Declaran culpable a un hombre por abuso sexual agravado contra una menor

El acusado fue hallado penalmente responsable por delitos de abuso sexual gravemente ultrajante cometidos entre 2011 y 2012. La condena aún no está firme y podría ser apelada.
10/06/2025
Declaran culpable a un hombre por abuso sexual agravado contra una menor
Declaran culpable a un hombre por abuso sexual agravado contra una menor

Un hombre identificado como A.E.L. fue declarado culpable por el delito de abuso sexual agravado contra una menor en un fallo unánime del tribunal de Neuquén, tras un juicio oral impulsado por el Ministerio Público Fiscal. Los hechos ocurrieron en Villa La Angostura entre 2011 y 2012, cuando el acusado tenía a la víctima bajo su cuidado.

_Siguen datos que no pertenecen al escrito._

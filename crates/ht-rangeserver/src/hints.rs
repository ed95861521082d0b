//! The per-range `hints` file (§6): a small text artifact read on startup so a range can reopen
//! its cell stores without a full directory listing. Missing or corrupt hints are a cache miss,
//! not a fatal error — callers should fall back to a directory scan rather than propagate the
//! parse error as a hard failure.

use std::collections::BTreeMap;
use std::fmt::Write as _;

use thiserror::Error;

/// The highest hints-file version this parser understands; anything newer is rejected outright
/// rather than guessed at.
pub const MAX_SUPPORTED_VERSION: u32 = 3;
const CURRENT_VERSION: u32 = 3;

#[derive(Debug, Error)]
pub enum HintsParseError {
    #[error("hints file version {0} is newer than the highest supported version {MAX_SUPPORTED_VERSION}")]
    UnsupportedVersion(u32),

    #[error("hints file is missing a required field: {0}")]
    MissingField(&'static str),

    #[error("hints file has a malformed line: {0:?}")]
    MalformedLine(String),

    #[error("hints file field {field} has a non-integer value {value:?}")]
    BadInteger { field: &'static str, value: String },
}

/// Per-access-group slice of a hints file.
#[derive(Debug, Clone, PartialEq, Eq)]
pub struct AccessGroupHints {
    pub latest_stored_revision: i64,
    pub disk_usage:             u64,
    pub files:                  Vec<String>,
}

/// The parsed contents of a range's `hints` file.
#[derive(Debug, Clone, PartialEq, Eq)]
pub struct RangeHints {
    pub start_row:      Vec<u8>,
    pub end_row:        Option<Vec<u8>>,
    pub location:       String,
    pub access_groups:  BTreeMap<String, AccessGroupHints>,
}

impl RangeHints {
    /// Serializes to the text format described in §6. Row bytes are escaped so that control
    /// characters and the `\r`/`\n` line terminators can round-trip through the text format.
    #[must_use]
    pub fn serialize(&self) -> String {
        let mut out = String::new();
        let _ = writeln!(out, "Version: {CURRENT_VERSION}");
        let _ = writeln!(out, "Start Row: {}", escape_row(&self.start_row));
        let _ = writeln!(
            out, "End Row: {}",
            self.end_row.as_deref().map(escape_row).unwrap_or_default(),
        );
        let _ = writeln!(out, "Location: {}", self.location);
        let _ = writeln!(out, "Access Groups: {{");
        for (name, ag) in &self.access_groups {
            let _ = writeln!(out, "  {name}: {{");
            let _ = writeln!(out, "    LatestStoredRevision: {}", ag.latest_stored_revision);
            let _ = writeln!(out, "    DiskUsage: {}", ag.disk_usage);
            let _ = writeln!(out, "    Files: {}", ag.files.join(" "));
            let _ = writeln!(out, "  }}");
        }
        let _ = writeln!(out, "}}");
        out
    }

    /// Parses the text format described in §6. Rejects unknown versions greater than
    /// [`MAX_SUPPORTED_VERSION`]; older versions are accepted (there is only one format so far,
    /// so versions 1-3 all parse identically).
    pub fn parse(text: &str) -> Result<Self, HintsParseError> {
        let mut lines = text.lines().peekable();

        let mut version = None;
        let mut start_row = None;
        let mut end_row = None;
        let mut location = None;

        while let Some(line) = lines.peek() {
            let trimmed = line.trim();
            if trimmed.starts_with("Access Groups") {
                break;
            }
            let line = lines.next().unwrap();
            let (key, value) = split_field(line)?;
            match key {
                "Version" => {
                    version = Some(value.parse::<u32>().map_err(|_err| HintsParseError::BadInteger {
                        field: "Version",
                        value: value.to_string(),
                    })?);
                }
                "Start Row" => start_row = Some(unescape_row(value)),
                "End Row" => end_row = if value.is_empty() { None } else { Some(unescape_row(value)) },
                "Location" => location = Some(value.to_string()),
                _ => return Err(HintsParseError::MalformedLine(line.to_string())),
            }
        }

        let version = version.ok_or(HintsParseError::MissingField("Version"))?;
        if version > MAX_SUPPORTED_VERSION {
            return Err(HintsParseError::UnsupportedVersion(version));
        }
        let start_row = start_row.ok_or(HintsParseError::MissingField("Start Row"))?;
        let location = location.ok_or(HintsParseError::MissingField("Location"))?;

        // Consume the "Access Groups: {" opener.
        match lines.next() {
            Some(line) if line.trim().starts_with("Access Groups") => {}
            Some(other) => return Err(HintsParseError::MalformedLine(other.to_string())),
            None => return Err(HintsParseError::MissingField("Access Groups")),
        }

        let mut access_groups = BTreeMap::new();
        loop {
            let Some(line) = lines.next() else {
                return Err(HintsParseError::MalformedLine("unterminated Access Groups block".into()));
            };
            let trimmed = line.trim();
            if trimmed == "}" {
                break;
            }
            let Some(name) = trimmed.strip_suffix(": {") else {
                return Err(HintsParseError::MalformedLine(line.to_string()));
            };
            let mut latest_stored_revision = None;
            let mut disk_usage = None;
            let mut files = Vec::new();
            loop {
                let Some(inner) = lines.next() else {
                    return Err(HintsParseError::MalformedLine("unterminated access group block".into()));
                };
                let inner_trimmed = inner.trim();
                if inner_trimmed == "}" {
                    break;
                }
                let (key, value) = split_field(inner)?;
                match key {
                    "LatestStoredRevision" => {
                        latest_stored_revision = Some(value.parse::<i64>().map_err(|_err| {
                            HintsParseError::BadInteger { field: "LatestStoredRevision", value: value.to_string() }
                        })?);
                    }
                    "DiskUsage" => {
                        disk_usage = Some(value.parse::<u64>().map_err(|_err| {
                            HintsParseError::BadInteger { field: "DiskUsage", value: value.to_string() }
                        })?);
                    }
                    "Files" => {
                        files = value.split_whitespace().map(str::to_string).collect();
                    }
                    _ => return Err(HintsParseError::MalformedLine(inner.to_string())),
                }
            }
            access_groups.insert(
                name.to_string(),
                AccessGroupHints {
                    latest_stored_revision: latest_stored_revision
                        .ok_or(HintsParseError::MissingField("LatestStoredRevision"))?,
                    disk_usage: disk_usage.ok_or(HintsParseError::MissingField("DiskUsage"))?,
                    files,
                },
            );
        }

        Ok(Self { start_row, end_row, location, access_groups })
    }
}

fn split_field(line: &str) -> Result<(&str, &str), HintsParseError> {
    let trimmed = line.trim();
    trimmed
        .split_once(':')
        .map(|(key, value)| (key.trim(), value.trim()))
        .ok_or_else(|| HintsParseError::MalformedLine(line.to_string()))
}

fn escape_row(row: &[u8]) -> String {
    let mut out = String::with_capacity(row.len());
    for &byte in row {
        match byte {
            b'\\' => out.push_str("\\\\"),
            b'\n' => out.push_str("\\n"),
            b'\r' => out.push_str("\\r"),
            0x20..=0x7e => out.push(byte as char),
            other => {
                let _ = write!(out, "\\x{other:02x}");
            }
        }
    }
    out
}

fn unescape_row(escaped: &str) -> Vec<u8> {
    let mut out = Vec::with_capacity(escaped.len());
    let mut chars = escaped.chars().peekable();
    while let Some(c) = chars.next() {
        if c != '\\' {
            out.push(c as u8);
            continue;
        }
        match chars.next() {
            Some('\\') => out.push(b'\\'),
            Some('n') => out.push(b'\n'),
            Some('r') => out.push(b'\r'),
            Some('x') => {
                let hi = chars.next().and_then(|c| c.to_digit(16));
                let lo = chars.next().and_then(|c| c.to_digit(16));
                if let (Some(hi), Some(lo)) = (hi, lo) {
                    out.push(((hi << 4) | lo) as u8);
                }
            }
            Some(other) => out.push(other as u8),
            None => {}
        }
    }
    out
}

#[cfg(test)]
mod tests {
    use super::{AccessGroupHints, RangeHints};
    use std::collections::BTreeMap;

    fn sample() -> RangeHints {
        let mut access_groups = BTreeMap::new();
        access_groups.insert(
            "default".to_string(),
            AccessGroupHints {
                latest_stored_revision: 42,
                disk_usage: 4096,
                files: vec!["cs0".to_string(), "cs1".to_string()],
            },
        );
        RangeHints {
            start_row: b"row-0000".to_vec(),
            end_row: Some(b"row-9999".to_vec()),
            location: "rs1".to_string(),
            access_groups,
        }
    }

    #[test]
    fn parse_of_serialize_round_trips() {
        let hints = sample();
        let text = hints.serialize();
        let parsed = RangeHints::parse(&text).unwrap();
        assert_eq!(parsed, hints);
    }

    #[test]
    fn unbounded_end_row_round_trips_as_none() {
        let mut hints = sample();
        hints.end_row = None;
        let text = hints.serialize();
        let parsed = RangeHints::parse(&text).unwrap();
        assert_eq!(parsed.end_row, None);
    }

    #[test]
    fn rejects_version_greater_than_three() {
        let text = "Version: 4\nStart Row: a\nEnd Row: \nLocation: rs1\nAccess Groups: {\n}\n";
        assert!(RangeHints::parse(text).is_err());
    }

    #[test]
    fn escapes_row_bytes_with_control_characters() {
        let mut hints = sample();
        hints.start_row = vec![0, 1, b'\\', b'\n'];
        let text = hints.serialize();
        let parsed = RangeHints::parse(&text).unwrap();
        assert_eq!(parsed.start_row, hints.start_row);
    }
}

Durante el debate, el fiscal Adrián De Lillo presentó pruebas testimoniales y periciales que permitieron reconstruir los abusos sufridos por la niña, actualmente mayor de edad. En total, se escucharon 14 testigos, incluyendo peritos y profesionales de la salud.

La sentencia: clave en la lucha contra los delitos sexuales

La resolución fue dictada por la jueza Leticia Lorenzo y los jueces Lisandro Borgonovo e Ignacio Pombo. El tribunal confirmó la responsabilidad penal del imputado por el delito de abuso sexual gravemente ultrajante, una calificación agravada por el tiempo de duración, el contexto y la relación con la víctima.

A.E.L. será incorporado en el Registro de Identificación de Personas Condenadas por Delitos Contra la Integridad Sexual (RIPECoDIS), una herramienta clave para el seguimiento y control de personas con antecedentes en delitos sexuales.

Cuestionamientos de la defensa y posible apelación

El abogado defensor Cristian Hugo Pettorosso anticipó que la condena por abuso sexual aún no está firme, ya que será apelada ante un tribunal de impugnación. Durante y después del juicio, Pettorosso manifestó serias objeciones sobre la legalidad y la transparencia del proceso, que podrían desembocar en la solicitud de nulidad del juicio.

Según expuso ante los magistrados, el fiscal Adrián De Lillo, quien lideró la acusación, mantiene una relación de íntima amistad con la abogada querellante. Este vínculo, subrayó el defensor, es público y notorio, y en su opinión constituye una incompatibilidad ética grave, que viola disposiciones como la Acordada 4345/2009 del Tribunal Superior de Justicia de Neuquén, las Reglas de Bangalore sobre conducta judicial, la Carta de Principios Éticos del Ministerio Público Iberoamericano y el Código Iberoamericano de Ética Judicial.

Las relaciones personales entre operadores jurídicos dentro de un mismo expediente atentan contra la credibilidad del sistema judicial”, afirmó Pettorosso, quien sostuvo que esta situación generó un contexto de sospecha sobre la imparcialidad del juicio, afectando directamente principios como la legalidad, la transparencia y la objetividad. Según su argumento, “la apariencia de imparcialidad es tan importante como la imparcialidad misma”, por lo que el juicio se habría visto viciado desde su inicio.

Además, recordó que, conforme a los principios éticos que rigen el rol del Ministerio Público Fiscal, un fiscal debe abstenerse de participar en investigaciones o causas en las que tenga intereses personales, vínculos familiares o relaciones de amistad que puedan comprometer su rol o generar sospechas de favoritismo. “No se trata sólo de conflictos reales, sino también de la percepción de parcialidad que esto genera en la ciudadanía”, enfatizó.

Pettorosso reiteró que el tribunal no dio una respuesta satisfactoria a estos planteos preliminares, lo que refuerza su decisión de recurrir el fallo. “Es un deber ético informar cualquier situación que comprometa la imparcialidad del proceso. No hacerlo viola normas claras del debido proceso”, concluyó.